SENATE BILL REPORT
This analysis was prepared by non-partisan legislative staff for the use of legislative members in their deliberations. This analysis is not a part of the legislation nor does it constitute a statement of legislative intent.
As of January 15, 2018
Title: An act relating to the uniform emergency volunteer health practitioners act.
Brief Description: Enacting the uniform emergency volunteer health practitioners act.
Sponsors: Senators Van De Wege, Pedersen and Kuderer; by request of Uniform Law Commission.
Committee Activity: Health & Long Term Care: 1/15/18.
SENATE COMMITTEE ON HEALTH & LONG TERM CARE
Staff: Greg Attanasio (786-7410)
Background: Emergency Management Assistance Compact (EMAC). EMAC is a mutual aid agreement between states and territories. It enables states to share resources during natural and man-made disasters. All 50 states have joined EMAC and Washington joined in 2001.
When a disaster occurs, and the Governor declares a state of emergency, the state assesses its resource needs and identifies shortfalls for which assistance will be requested. Authorized state representatives work with the EMAC Advance Team to broadcast an EMAC request to other states. States with available resources negotiate costs with the affected state through the EMAC network, and assisting states that commit to an agreement then mobilize and deploy the agreed-upon resources.
Article V of EMAC provides for interstate recognition of licenses held by professionals responding to an emergency in the state. Article V applies only to those professionals deployed through the compact.
Uniform Law Commission (ULC). In 2006, ULC proposed the Uniform Emergency Volunteer Health Practitioners Act to provide a process for out-of-state medical professionals not covered by EMAC to provide services during an emergency. Seventeen states have enacted a version of the legislation.
Summary of Bill: The bill as referred to committee not considered.
Summary of Bill (Proposed Substitute): DOH may promulgate rules and regulate the use of volunteer health or veterinary practitioners during an emergency. In doing so, it must consult with the Military Department to ensure conformity with the state's program for emergency management. DOH may regulate the type of practitioner who may practice, the duration of the practice, the scope of practice, the geographical area, or any other matter necessary to coordinate the delivery of medical services.

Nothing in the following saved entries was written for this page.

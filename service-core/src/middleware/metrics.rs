use axum::{
    extract::{MatchedPath, Request},
    middleware::Next,
    response::Response,
};
use metrics::{counter, histogram};
use std::time::Instant;

/// Record request counts and latency per route template.
///
/// The matched route (`/sync/:source`) is used rather than the raw path so
/// label cardinality stays bounded.
pub async fn metrics_middleware(req: Request, next: Next) -> Response {
    let start = Instant::now();
    let method = req.method().to_string();
    let path = req
        .extensions()
        .get::<MatchedPath>()
        .map(|p| p.as_str().to_string())
        .unwrap_or_else(|| "unmatched".to_string());

    let response = next.run(req).await;

    let duration = start.elapsed();
    let status = response.status().as_u16().to_string();

    let labels = [("method", method), ("path", path), ("status", status)];

    counter!("http_requests_total", &labels).increment(1);
    histogram!("http_request_duration_seconds", &labels).record(duration.as_secs_f64());

    response
}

If a volunteer practitioner is licensed and in good standing in another state, they can practice under that license while an emergency declaration is in effect. Regardless of whether the practitioner is licensed in Washington or another state, they must provide services through a host entity, adhere to their scope of practice, and be registered with a qualifying volunteer health practitioner registration system.
To be a qualifying registration system, a system must allow for registration before or during an emergency, provide information about practitioners' licensure and good standing, and be able to confirm that information. Further, the system must be:
established by a state and funded by the U.S. Department of Health and Human Services;
a local unit of trained emergency responders and medical personnel formed pursuant to the federal Public Health Services Act; or
operated by a disaster relief organization, licensing board, comprehensive health facility, government entity, or be otherwise designated as a qualifying system by DOH.
The relevant licensing board or disciplinary authority may impose sanctions against practitioners licensed in Washington for conduct outside of the state when the practitioner was responding to an out-of-state emergency. The board or authority may also sanction out-of-state practitioners for conduct occurring in Washington when the practitioner was responding to an emergency in Washington. In those instances, the board or authority must report the sanctions to the appropriate authority in the state where the practitioner is licensed. A volunteer health practitioner who dies or is injured while providing services under this act is considered an employee of the state and entitled to workers' compensation coverage if they are not are not otherwise eligible for benefits under the law of this or another state. DOH, in consultation with the Department of Labor and Industry, must adopt rules or take other necessary action to facilitate the receipt of benefits.
Fiscal Note: Available.
Creates Committee/Commission/Task Force that includes Legislative members: No.
Effective Date: Ninety days after adjournment of session in which bill is passed.
Staff Summary of Public Testimony: CON: Liability protection for volunteer practitioners must be added to the bill. The bill should use the same language as Section 11 of the Uniform Emergency Volunteer Health Practitioners Act. The current liability language in the bill must be changed because it removes needed liability protections for search and rescue workers.
OTHER: Section 14 of the bill should be deleted entirely because it is not relevant in the context of the bill.
Persons Testifying: PRO: Senator Kevin Van De Wege, Prime Sponsor. CON: Lisa Thatcher, Washington State Hospital Association; Sean Graham, Washington State Medical Association; Jerome Boss, King County Search and Rescue. OTHER: Jason Marquiss, Deputy Director, Washington Military Department, Emergency Management Division.
Persons Signed In To Testify But Not Testifying: No one.